Rôôôôô !!!! Le vieux fennec !!!! On lui a confié les clés du bar !!!!


----------



## boninmi (13 Août 2022)

patlek a dit:


> Moi et mes potes, quand on se balade...
> 
> 
> 
> ...





thebiglebowsky a dit:


> Rôôôôô !!!! Le vieux fennec !!!! On lui a confié les clés du bar !!!!
> 
> Voir la pièce jointe 264435​


Ça y est, il a frappé ! @patlek ...


----------



## thebiglebowsky (13 Août 2022)

boninmi a dit:


> Ça y est, il a frappé ! @patlek ...


Je ne pense pas ... Il naviguait encore sur le forum il y a 15 minutes ... Tu me diras que pour un requin c'est normal !  

C'est du grand patlek tout ça !!!!


----------



## Human-Fly (13 Août 2022)

Non, rien.


----------



## Human-Fly (13 Août 2022)

thebiglebowsky a dit:


> Je ne pense pas ... Il naviguait encore sur le forum il y a 15 minutes ... Tu me diras que pour un requin c'est normal !
> 
> C'est du grand patlek tout ça !!!!



Très fort, en effet !


----------



## peyret (13 Août 2022)

Human-Fly a dit:


> *Tiens... *


t'es sûr ? c'est une manif pour le retour de @macomaniac


----------



## Human-Fly (13 Août 2022)

peyret a dit:


> t'es sûr ? c'est une manif pour le retour de @macomaniac
> Voir la pièce jointe 264461​



Des faux bannis partout ???... 

Moi, je ne comprends plus grand-chose, là...


----------



## peyret (13 Août 2022)

Human-Fly a dit:


> Des faux bannis partout ???...
> 
> Moi, je ne comprends plus grand-chose, là...


on fait grève de l'avatar....


----------



## thebiglebowsky (13 Août 2022)

peyret a dit:


> t'es sûr ? c'est une manif pour le retour de @macomaniac


C'est tout-à-fait honorable, mais imagine que tout le monde fasse ça sur le forum ... Moi qui repérait les membres *directement* par leurs avatars, je vais tourner en bourrique et ça foutra un souk pas possible - sauf pour les fennecs qui eux, sont habitués !  

Si l'on prend les bannis qu'on ne revoit plus depuis un certain temps, il y a :

- *Juju* ... Bon, il n'aimait pas trop les poilus et il les laissait se geler les c..... sur sa table en teck en plein hiver ! Dès lors il avait perdu quelques points avec moi !  ... 

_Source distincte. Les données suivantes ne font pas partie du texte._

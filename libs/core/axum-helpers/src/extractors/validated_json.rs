//! Body extractor: deserialize, then run `Validate`.

use crate::errors::AppError;
use axum::{
    extract::{FromRequest, Json, Request},
    response::{IntoResponse, Response},
};
use serde::de::DeserializeOwned;
use validator::Validate;

/// Rejects malformed JSON with the `Json` rejection status and failed
/// validation with `400 VALIDATION_ERROR`, field errors under `details`.
///
/// ```ignore
/// async fn create(ValidatedJson(dto): ValidatedJson<CreateRoleDto>) -> impl IntoResponse { .. }
/// ```
pub struct ValidatedJson<T>(pub T);

impl<T, S> FromRequest<S> for ValidatedJson<T>
where
    T: DeserializeOwned + Validate,
    S: Send + Sync,
{
    type Rejection = Response;

    async fn from_request(req: Request, state: &S) -> Result<Self, Self::Rejection> {
        let payload = match Json::<T>::from_request(req, state).await {
            Ok(Json(payload)) => payload,
            Err(rejection) => return Err(AppError::JsonExtractorRejection(rejection).into_response()),
        };

        if let Err(errors) = payload.validate() {
            return Err(AppError::ValidationError(errors).into_response());
        }
        Ok(Self(payload))
    }
}
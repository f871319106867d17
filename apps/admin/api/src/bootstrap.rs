//! Creates the initial administrator so a fresh database can be logged into.

use core_crud::CrudService;
use domain_users::{CreateUserDto, PasswordHasher, UserRepository, UsersService};
use eyre::WrapErr;
use tracing::info;
use validator::Validate;

use crate::config::AdminBootstrap;

/// No-op when a user with the configured username already exists.
pub async fn ensure_admin_user<R, H>(
    users: &UsersService<R, H>,
    admin: &AdminBootstrap,
) -> eyre::Result<()>
where
    R: UserRepository,
    H: PasswordHasher,
{
    if users.find_by_username(&admin.username).await?.is_some() {
        info!(username = %admin.username, "Admin user already present");
        return Ok(());
    }

    let dto = CreateUserDto {
        username: admin.username.clone(),
        password: admin.password.clone(),
        role_id: admin.role_id,
    };
    dto.validate()
        .wrap_err("ADMIN_USERNAME/ADMIN_PASSWORD do not satisfy the user rules")?;

    let user = users.create(dto).await?;
    info!(user_id = %user.id, username = %user.username, "Created admin user");
    Ok(())
}
// SPDX-License-Identifier: Apache-2.0

use std::time::{Duration, Instant};

/// An absolute point in time at which a blocking queue operation gives up.
///
/// [`Never`] waits indefinitely, [`At`] waits until the given instant, and
/// [`Expired`] is the already-elapsed sentinel that turns any blocking
/// operation into a try operation: it fails with `TimedOut` the moment the
/// operation would have to wait.
///
/// Deadlines are monotonic, so they are unaffected by wall-clock
/// adjustments while a thread waits.
///
/// [`Never`]: Deadline::Never
/// [`At`]: Deadline::At
/// [`Expired`]: Deadline::Expired
#[derive(Copy, Clone, Debug, Eq, PartialEq)]
pub enum Deadline {
	/// Wait indefinitely.
	Never,
	/// Give up immediately if the operation would block.
	Expired,
	/// Wait until the given instant.
	At(Instant),
}

impl Deadline {
	/// Returns the deadline `timeout` from now.
	pub fn after(timeout: Duration) -> Self {
		Self::At(Instant::now() + timeout)
	}

	/// Returns the deadline `ms` milliseconds from now.
	pub fn after_millis(ms: u64) -> Self {
		Self::after(Duration::from_millis(ms))
	}

	/// Returns the deadline `us` microseconds from now.
	pub fn after_micros(us: u64) -> Self {
		Self::after(Duration::from_micros(us))
	}
}

impl From<Instant> for Deadline {
	fn from(at: Instant) -> Self {
		Self::At(at)
	}
}

impl From<Duration> for Deadline {
	fn from(timeout: Duration) -> Self {
		Self::after(timeout)
	}
}
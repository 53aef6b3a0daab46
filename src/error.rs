// SPDX-License-Identifier: Apache-2.0

use std::result;

/// The error type for [`AsyncQueue`] operations.
///
/// [`AsyncQueue`]: crate::AsyncQueue
#[derive(Copy, Clone, Debug, Eq, PartialEq, thiserror::Error)]
pub enum QueueError {
	/// The deadline passed while waiting for the queue.
	#[error("deadline passed while waiting on the queue")]
	TimedOut,
	/// Storage for the message copy could not be allocated.
	#[error("failed to allocate message storage")]
	OutOfMemory,
}

pub type QueueResult<T = ()> = result::Result<T, QueueError>;
// SPDX-License-Identifier: Apache-2.0

mod iter;
mod piece;
mod write;

pub use iter::ByteIter;
pub use piece::{Piece, PIECE_DATA_CAP, PIECE_SIZE};
pub use write::WriteBuf;

use std::fmt;
use std::fmt::{Debug, Formatter};
use std::mem;
use all_asserts::debug_assert_lt;
use crate::ring::Ring;

/// An appendable scatter/gather byte buffer.
///
/// Data lives in an ordered sequence of fixed-capacity heap [`Piece`]s.
/// Appends fill the last piece's spare capacity before allocating new
/// pieces, so the pieces form a dense FIFO byte sequence. Reads address
/// bytes by their logical offset; consuming bytes from the head frees
/// whole pieces as they become unreachable and keeps a `first_offset`
/// into the surviving head piece.
///
/// The buffer is not internally synchronized. Callers that share an
/// instance between threads must serialize access, and the byte cursor
/// returned by [`iter`] borrows the buffer for its whole lifetime, so a
/// structural mutation while a cursor is live does not compile.
///
/// [`iter`]: AppendBuffer::iter
#[derive(Default)]
pub struct AppendBuffer {
	pieces: Ring<Box<Piece>>,
	len: usize,
	first_offset: usize,
}

impl AppendBuffer {
	/// Creates a new, empty buffer.
	pub fn new() -> Self {
		Self::default()
	}

	/// Returns the number of live bytes in the buffer.
	pub fn len(&self) -> usize { self.len }

	/// Returns `true` if the buffer holds no live bytes.
	pub fn is_empty(&self) -> bool { self.len == 0 }

	/// Frees every piece and resets the buffer to its initial state.
	pub fn clear(&mut self) {
		self.pieces.clear();
		self.len = 0;
		self.first_offset = 0;
	}

	/// Takes the buffer's contents, leaving it empty. O(1): the piece
	/// sequence changes hands without touching the pieces.
	pub fn take(&mut self) -> AppendBuffer {
		mem::take(self)
	}

	/// Appends `data` at the tail, filling the last piece's spare capacity
	/// before allocating new pieces. Returns the number of bytes appended;
	/// the appended bytes are always a durable prefix of `data`, so the
	/// returned count is authoritative.
	pub fn append(&mut self, data: &[u8]) -> usize {
		let mut remaining = data;
		if remaining.is_empty() {
			return 0;
		}

		if let Some(last) = self.pieces.back_mut() {
			let copied = last.fill(remaining);
			self.len += copied;
			remaining = &remaining[copied..];
		}

		while !remaining.is_empty() {
			let mut piece = Piece::boxed();
			let copied = piece.fill(remaining);
			self.pieces.push_back(piece);
			self.len += copied;
			remaining = &remaining[copied..];
		}

		data.len()
	}

	/// Copies bytes starting at logical `offset` into `out` without
	/// consuming them. Returns the number of bytes copied: short of
	/// `out.len()` when the read runs past the end, zero when `offset` is
	/// out of reach.
	pub fn copy_into(&self, offset: usize, out: &mut [u8]) -> usize {
		let mut it = self.iter();
		it.advance(offset);

		let mut copied = 0;
		while copied < out.len() {
			let Some(chunk) = it.remaining_in_piece() else { break };
			let n = chunk.len().min(out.len() - copied);
			out[copied..copied + n].copy_from_slice(&chunk[..n]);
			copied += n;
			it.advance(n);
		}

		copied
	}

	/// Advances the head past `n` bytes, freeing pieces that become fully
	/// consumed.
	///
	/// Consuming exactly [`len`] bytes empties the buffer and returns
	/// `true`. Consuming more than [`len`] *also* empties the buffer but
	/// returns `false`; the overflow is destructive by contract, and the
	/// return value is the only difference.
	///
	/// [`len`]: AppendBuffer::len
	pub fn consume(&mut self, n: usize) -> bool {
		if n >= self.len {
			let in_range = n == self.len;
			self.clear();
			return in_range;
		}

		// The head piece is shortened by the already-trimmed prefix.
		let mut remaining = n + self.first_offset;
		while let Some(first) = self.pieces.front() {
			if remaining < first.len() {
				break;
			}
			remaining -= first.len();
			self.pieces.pop_front();
		}

		debug_assert_lt!(
			remaining,
			self.pieces.front().map_or(usize::MAX, |first| first.len())
		);

		self.first_offset = remaining;
		self.len -= n;
		true
	}

	/// Returns the unused tail of the last piece, or `None` when the
	/// buffer is empty or the last piece is full. Bytes written here
	/// become live once claimed with [`grow`].
	///
	/// [`grow`]: AppendBuffer::grow
	pub fn end_free(&mut self) -> Option<&mut [u8]> {
		let spare = self.pieces.back_mut()?.spare();
		if spare.is_empty() {
			None
		} else {
			Some(spare)
		}
	}

	/// Marks `n` bytes of the last piece's unused tail as live. Fails when
	/// the buffer is empty or `n` exceeds the spare capacity.
	pub fn grow(&mut self, n: usize) -> bool {
		let Some(last) = self.pieces.back_mut() else { return false };
		if !last.grow(n) {
			return false;
		}
		self.len += n;
		true
	}

	/// Attaches a detached piece at the tail, taking ownership of it and
	/// its bytes in use.
	///
	/// The current last piece must have no spare capacity, otherwise the
	/// piece sequence would no longer be dense; on that failure the piece
	/// is handed back unchanged in `Err` and the buffer is untouched.
	pub fn append_piece(&mut self, piece: Box<Piece>) -> Result<(), Box<Piece>> {
		if let Some(last) = self.pieces.back() {
			if !last.is_full() {
				return Err(piece);
			}
		}

		self.len += piece.len();
		self.pieces.push_back(piece);
		Ok(())
	}

	/// Reserves a zero-copy write region at the tail: the last piece's
	/// spare capacity when there is any, a fresh detached piece otherwise.
	/// The caller fills the region and commits the bytes written; see
	/// [`WriteBuf`].
	pub fn write_buffer(&mut self) -> WriteBuf<'_> {
		WriteBuf::new(self)
	}

	/// Returns a byte cursor positioned at the first live byte.
	pub fn iter(&self) -> ByteIter<'_> {
		ByteIter::new(self)
	}
}

impl Clone for AppendBuffer {
	/// Deep-copies every piece, preserving the per-piece layout, the
	/// trimmed prefix and the live length.
	fn clone(&self) -> Self {
		let mut pieces = Ring::new();
		for piece in self.pieces.iter() {
			pieces.push_back(Box::new(piece.as_ref().clone()));
		}

		Self {
			pieces,
			len: self.len,
			first_offset: self.first_offset,
		}
	}
}

impl Debug for AppendBuffer {
	fn fmt(&self, f: &mut Formatter<'_>) -> fmt::Result {
		f.debug_struct("AppendBuffer")
			.field("len", &self.len)
			.field("pieces", &self.pieces.len())
			.field("first_offset", &self.first_offset)
			.finish()
	}
}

- *Dragao* ... Lui c'est différent, ce sont les chattes qu'il aimait bien - trop même !  ... 

- *Titi et Moon* (qui est revenu récemment !) ... Je les aime bien ! On n'était pas toujours d'accord, mais je les considérais un peu comme "les mouches du coche !" et ils me faisaient parfois bien rigoler ! 

Si vous en voyez d'autres, dites le moi !


----------



## Romuald (13 Août 2022)

Où avez-vous vu que macomaniac était banni ? Il ne vient plus, c'est tout, ce n'est ni le premier ni le dernier à être, provisoirement ou non, passé à autre chose.


----------



## thebiglebowsky (13 Août 2022)

Romuald a dit:


> Où avez-vous vu que macomaniac était banni ? Il ne vient plus, c'est tout, ce n'est ni le premier ni le dernier à être, provisoirement ou non, passé à autre chose.

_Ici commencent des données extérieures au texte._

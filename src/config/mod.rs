//! Configuration module for Vision Extract.

mod prompts;

pub use prompts::{get_extraction_prompt, EXTRACTION_PROMPT_EN, EXTRACTION_PROMPT_FR, SYSTEM_PROMPT};
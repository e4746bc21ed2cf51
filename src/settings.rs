//! Settings for the extraction CLI.
//! Persisted in the platform-specific config directory via `directories::ProjectDirs`,
//! with environment variables taking precedence.

use serde::{Deserialize, Serialize};
use std::env;
use std::fs;
use std::path::PathBuf;
use thiserror::Error;

use crate::model::{
    ImageDetailLevel, ModelConfig, DEFAULT_API_VERSION, DEFAULT_ENDPOINT, DEFAULT_MODEL_NAME,
};

/// Settings errors.
#[derive(Error, Debug)]
pub enum SettingsError {
    #[error("Environment variable {0} is not set")]
    MissingToken(String),
    #[error("Cannot determine config directory")]
    ConfigDir,
    #[error("Failed to write settings: {0}")]
    Io(#[from] std::io::Error),
    #[error("Failed to serialize settings: {0}")]
    Serialize(#[from] serde_json::Error),
}

/// Application settings that can be saved and loaded.
#[derive(Debug, Clone, PartialEq, Serialize, Deserialize)]
#[serde(default)]
pub struct AppSettings {
    /// Inference endpoint base URL
    pub endpoint: String,
    /// Model identifier
    pub model_name: String,
    /// `api-version` query parameter. Empty means none is sent.
    pub api_version: String,
    /// Name of the environment variable holding the bearer token
    pub token_env: String,
    /// Image to extract from
    pub image_path: String,
    /// Image format used in the data URL ("jpg", "png", ...). Empty means infer.
    pub image_format: String,
    /// Image detail level
    pub image_detail: ImageDetailLevel,
    /// Prompt language ("fr" or "en")
    pub lang: String,
    /// Maximum completion tokens (unset lets the service decide)
    pub max_tokens: Option<u32>,
    /// Sampling temperature (unset lets the service decide)
    pub temperature: Option<f32>,
}

impl Default for AppSettings {
    fn default() -> Self {
        Self {
            endpoint: DEFAULT_ENDPOINT.to_string(),
            model_name: DEFAULT_MODEL_NAME.to_string(),
            api_version: DEFAULT_API_VERSION.to_string(),
            token_env: "GITHUB_TOKEN".to_string(),
            image_path: "f1.jpg".to_string(),
            image_format: "jpg".to_string(),
            image_detail: ImageDetailLevel::Low,
            lang: "fr".to_string(),
            max_tokens: None,
            temperature: None,
        }
    }
}

impl AppSettings {
    /// Get the config directory path.
    pub fn config_dir() -> Option<PathBuf> {
        directories::ProjectDirs::from("com", "moderras", "vision-extract")
            .map(|dirs| dirs.config_dir().to_path_buf())
    }

    /// Get the settings file path.
    pub fn settings_path() -> Option<PathBuf> {
        Self::config_dir().map(|dir| dir.join("settings.json"))
    }

    /// Load settings from the config file, falling back to defaults.
    pub fn load() -> Self {
        let Some(path) = Self::settings_path() else {
            return Self::default();
        };

        match fs::read_to_string(&path) {
            Ok(content) => Self::from_json(&content).unwrap_or_else(|e| {
                tracing::warn!("Ignoring invalid settings file {}: {}", path.display(), e);
                Self::default()
            }),
            Err(_) => Self::default(),
        }
    }

    /// Parse settings from JSON. Missing fields take their defaults.
    pub fn from_json(content: &str) -> Result<Self, serde_json::Error> {
        let mut loaded: Self = serde_json::from_str(content)?;

        // Backfill required fields blanked out in older files
        let defaults = Self::default();
        if loaded.endpoint.is_empty() {
            loaded.endpoint = defaults.endpoint;
        }
        if loaded.model_name.is_empty() {
            loaded.model_name = defaults.model_name;
        }
        if loaded.token_env.is_empty() {
            loaded.token_env = defaults.token_env;
        }

        Ok(loaded)
    }

    /// Save settings to the config file.
    pub fn save(&self) -> Result<PathBuf, SettingsError> {
        let dir = Self::config_dir().ok_or(SettingsError::ConfigDir)?;
        fs::create_dir_all(&dir)?;

        let path = dir.join("settings.json");
        fs::write(&path, serde_json::to_string_pretty(self)?)?;

        Ok(path)
    }

    /// Override settings from process environment variables.
    pub fn apply_env(self) -> Self {
        self.apply_vars(|key| env::var(key).ok())
    }

    /// Override settings from a variable lookup. Unparseable values are ignored.
    pub fn apply_vars<F>(mut self, lookup: F) -> Self
    where
        F: Fn(&str) -> Option<String>,
    {
        let get = |key: &str| lookup(key).filter(|v| !v.trim().is_empty());

        if let Some(v) = get("MODEL_ENDPOINT") {
            self.endpoint = v;
        }
        if let Some(v) = get("MODEL_NAME") {
            self.model_name = v;
        }
        if let Some(v) = get("MODEL_API_VERSION") {
            self.api_version = v;
        }
        if let Some(v) = get("MODEL_TOKEN_ENV") {
            self.token_env = v;
        }
        if let Some(v) = get("IMAGE_PATH") {
            self.image_path = v;
        }
        if let Some(v) = get("IMAGE_FORMAT") {
            self.image_format = v;
        }
        if let Some(detail) = get("IMAGE_DETAIL").and_then(|v| v.parse().ok()) {
            self.image_detail = detail;
        }
        if let Some(v) = get("EXTRACT_LANG") {
            self.lang = v;
        }
        if let Some(n) = get("MODEL_MAX_TOKENS").and_then(|v| v.parse().ok()) {
            self.max_tokens = Some(n);
        }
        if let Some(t) = get("MODEL_TEMPERATURE").and_then(|v| v.parse().ok()) {
            self.temperature = Some(t);
        }

        self
    }

    /// Read the bearer token from the configured environment variable.
    pub fn read_token(&self) -> Result<String, SettingsError> {
        env::var(&self.token_env)
            .ok()
            .filter(|token| !token.trim().is_empty())
            .ok_or_else(|| SettingsError::MissingToken(self.token_env.clone()))
    }

    /// Image format for the data URL, `None` to infer from the file extension.
    pub fn image_format(&self) -> Option<&str> {
        Some(self.image_format.trim()).filter(|f| !f.is_empty())
    }

    /// Build the model configuration.
    pub fn to_model_config(&self, token: impl Into<String>) -> ModelConfig {
        let mut config = ModelConfig::default()
            .with_endpoint(&self.endpoint)
            .with_api_key(token)
            .with_model_name(&self.model_name);
        config = match self.api_version.trim() {
            "" => config.without_api_version(),
            version => config.with_api_version(version),
        };
        if let Some(max_tokens) = self.max_tokens {
            config = config.with_max_tokens(max_tokens);
        }
        if let Some(temperature) = self.temperature {
            config = config.with_temperature(temperature);
        }
        config
    }
}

C'est patlek qui a fichu la merde !!!!


----------



## peyret (13 Août 2022)

Bon, c'est vrai que c'est un peu merdique... je reviens au P
​


----------



## thebiglebowsky (13 Août 2022)

Pour un peu changer ...

Mon petit fils vient de me téléphoner en me disant : "Papy ! T'es trop fort !   "

En fait, son chat Caramel était porté disparu depuis une semaine et il se faisait beaucoup de soucis pour lui !

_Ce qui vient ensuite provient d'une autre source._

#[cfg(test)]
mod tests {
    use super::*;
    use crate::model::message::{ContentItem, ImageDetailLevel, ImageUrl};
    use serde_json::json;
    use tokio::io::{AsyncReadExt, AsyncWriteExt};
    use tokio::net::TcpListener;

    const COMPLETION_BODY: &str = r#"{
        "id": "chatcmpl-1",
        "object": "chat.completion",
        "created": 1730000000,
        "model": "Llama-3.2-11B-Vision-Instruct",
        "choices": [
            {"index": 0, "message": {"role": "assistant", "content": "{\"conclusions\": \"inconnu\"}"}, "finish_reason": "stop"}
        ],
        "usage": {"prompt_tokens": 120, "completion_tokens": 12, "total_tokens": 132}
    }"#;

    /// Serve one canned HTTP response and return the raw request that was received.
    async fn serve_once(
        status_line: &'static str,
        body: &'static str,
    ) -> (String, tokio::task::JoinHandle<String>) {
        let listener = TcpListener::bind("127.0.0.1:0").await.unwrap();
        let addr = listener.local_addr().unwrap();

        let handle = tokio::spawn(async move {
            let (mut socket, _) = listener.accept().await.unwrap();
            let mut buf = Vec::new();
            let mut chunk = [0u8; 4096];
            loop {
                let n = socket.read(&mut chunk).await.unwrap();
                if n == 0 {
                    break;
                }
                buf.extend_from_slice(&chunk[..n]);
                let text = String::from_utf8_lossy(&buf).to_string();
                if let Some(header_end) = text.find("\r\n\r\n") {
                    let content_length = text[..header_end]
                        .lines()
                        .find_map(|line| {
                            let (name, value) = line.split_once(':')?;
                            if name.eq_ignore_ascii_case("content-length") {
                                value.trim().parse::<usize>().ok()
                            } else {
                                None
                            }
                        })
                        .unwrap_or(0);
                    if buf.len() >= header_end + 4 + content_length {
                        break;
                    }
                }
            }

            let response = format!(
                "{}\r\nContent-Type: application/json\r\nContent-Length: {}\r\nConnection: close\r\n\r\n{}",
                status_line,
                body.len(),
                body
            );
            socket.write_all(response.as_bytes()).await.unwrap();
            socket.shutdown().await.unwrap();
            String::from_utf8_lossy(&buf).to_string()
        });

        (format!("http://{}", addr), handle)
    }

    fn local_client(config: ModelConfig) -> ModelClient {
        let http = Client::builder().no_proxy().build().unwrap();
        ModelClient::with_http_client(config, http)
    }

    fn sample_messages() -> Vec<ChatMessage> {
        vec![
            ChatMessage::system("Extract JSON"),
            ChatMessage::user(vec![
                ContentItem::text("Extract the fields"),
                ContentItem::image(
                    ImageUrl::from_url("data:image/jpg;base64,AAAA").with_detail(ImageDetailLevel::Low),
                ),
            ]),
        ]
    }

    #[test]
    fn test_model_config_default() {
        let config = ModelConfig::default();
        assert_eq!(config.endpoint, "https://models.github.ai/inference");
        assert_eq!(config.model_name, "meta/Llama-3.2-11B-Vision-Instruct");
        assert_eq!(config.api_version.as_deref(), Some("2024-05-01-preview"));
        assert!(config.max_tokens.is_none());
    }

    #[test]
    fn test_completions_url() {
        let client = ModelClient::new(ModelConfig::default().with_endpoint("https://host/inference/"));
        assert_eq!(
            client.completions_url(),
            "https://host/inference/chat/completions?api-version=2024-05-01-preview"
        );

        let client = ModelClient::new(
            ModelConfig::default()
                .with_endpoint("https://host/inference")
                .with_api_version("2025-01-01"),
        );
        assert_eq!(
            client.completions_url(),
            "https://host/inference/chat/completions?api-version=2025-01-01"
        );

        let client = ModelClient::new(
            ModelConfig::default()
                .with_endpoint("https://host/inference")
                .without_api_version(),
        );
        assert_eq!(client.completions_url(), "https://host/inference/chat/completions");
    }

    #[test]
    fn test_request_body_shape() {
        let client = ModelClient::with_defaults();
        let messages = sample_messages();
        let value = serde_json::to_value(client.build_request(&messages)).unwrap();

        assert_eq!(value["model"], "meta/Llama-3.2-11B-Vision-Instruct");
        assert_eq!(value["messages"][0]["role"], "system");
        assert_eq!(value["messages"][1]["content"][1]["image_url"]["detail"], "low");
        assert!(value.get("max_tokens").is_none());
        assert!(value.get("temperature").is_none());
    }

    #[test]
    fn test_request_body_merges_extra_fields() {
        let client = ModelClient::new(
            ModelConfig::default()
                .with_max_tokens(512)
                .with_temperature(0.0)
                .with_extra("seed", json!(42)),
        );
        let messages = sample_messages();
        let value = serde_json::to_value(client.build_request(&messages)).unwrap();

        assert_eq!(value["max_tokens"], 512);
        assert_eq!(value["temperature"], 0.0);
        assert_eq!(value["seed"], 42);
    }

    #[test]
    fn test_parse_completion() {
        let completion = ChatCompletion::from_json(COMPLETION_BODY).unwrap();
        assert_eq!(completion.id, "chatcmpl-1");
        assert_eq!(completion.choices[0].finish_reason.as_deref(), Some("stop"));
        assert_eq!(completion.usage.unwrap().total_tokens, 132);
        assert_eq!(completion.first_content().unwrap(), r#"{"conclusions": "inconnu"}"#);
    }

    #[test]
    fn test_first_content_empty() {
        let completion = ChatCompletion::from_json(r#"{"choices": []}"#).unwrap();
        assert!(matches!(completion.first_content(), Err(ModelError::EmptyResponse)));

        let completion =
            ChatCompletion::from_json(r#"{"choices": [{"message": {"role": "assistant", "content": null}}]}"#)
                .unwrap();
        assert!(matches!(completion.first_content(), Err(ModelError::EmptyResponse)));
    }

    #[test]
    fn test_parse_completion_invalid() {
        let err = ChatCompletion::from_json("not json").unwrap_err();
        assert!(matches!(err, ModelError::ParseError(_)));
    }

    #[tokio::test]
    async fn test_complete_sends_bearer_token() {
        let (base_url, server) = serve_once("HTTP/1.1 200 OK", COMPLETION_BODY).await;
        let client = local_client(
            ModelConfig::default()
                .with_endpoint(&base_url)
                .with_api_key("secret-token"),
        );

        let completion = client.complete(&sample_messages()).await.unwrap();
        assert_eq!(completion.first_content().unwrap(), r#"{"conclusions": "inconnu"}"#);

        let request = server.await.unwrap();
        assert!(request.starts_with("POST /chat/completions?api-version=2024-05-01-preview HTTP/1.1"));
        assert!(request
            .to_lowercase()
            .contains("authorization: bearer secret-token"));
        assert!(request.contains("\"model\":\"meta/Llama-3.2-11B-Vision-Instruct\""));
    }

    #[tokio::test]
    async fn test_complete_api_error() {
        let (base_url, server) =
            serve_once("HTTP/1.1 401 Unauthorized", r#"{"error": "bad credentials"}"#).await;
        let client = local_client(ModelConfig::default().with_endpoint(&base_url));

        let err = client.complete(&sample_messages()).await.unwrap_err();
        match err {
            ModelError::ApiError { status, body } => {
                assert_eq!(status, 401);
                assert!(body.contains("bad credentials"));
            }
            other => panic!("unexpected error: {other}"),
        }
        server.await.unwrap();
    }
}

Hier, je lui avait dit de faire une "prière" à Bastet en lui demandant que son matou revienne !

Ce qu'il a fait cet après-midi ... et 10 minutes après, Caramel était de retour ! 





Merci Bastet !!!! ​


----------



## Human-Fly (13 Août 2022)

thebiglebowsky a dit:


> Pour un peu changer ...
> 
> Mon petit fils vient de me téléphoner en me disant : "Papy ! T'es trop fort !   "
> 
> ...




Je pense que c'est *Osiris* qui s'est mêlé de ça...  



Bloc de spoiler



Ou pas...


----------



## patlek (14 Août 2022)

thebiglebowsky a dit:


> Tu me diras que pour un requin c'est normal !








Un Grand blanc!




Human-Fly a dit:


> Moi, je ne comprends plus grand-chose, là...



Mais c' est le but!!!

Mettre le bazar!!

La révoluchionne!!


----------



## Human-Fly (14 Août 2022)

patlek a dit:


> Un Grand blanc!
> 
> 
> 
> ...




Donc, en gros, votre mouvement social, c'est pour faire revenir @macomaniac , qui est parti de son plein gré,  et qui n'a pas envie de revenir?... (Du moins pour le moment,  mais à mon avis pour (très) longtemps.
Si l'on se réfère à *ce post* de @Romuald , macomaniac est passé à autre chose. 
Et selon mon expérience, après une de décision de ce style, un retour est au mieux improbable...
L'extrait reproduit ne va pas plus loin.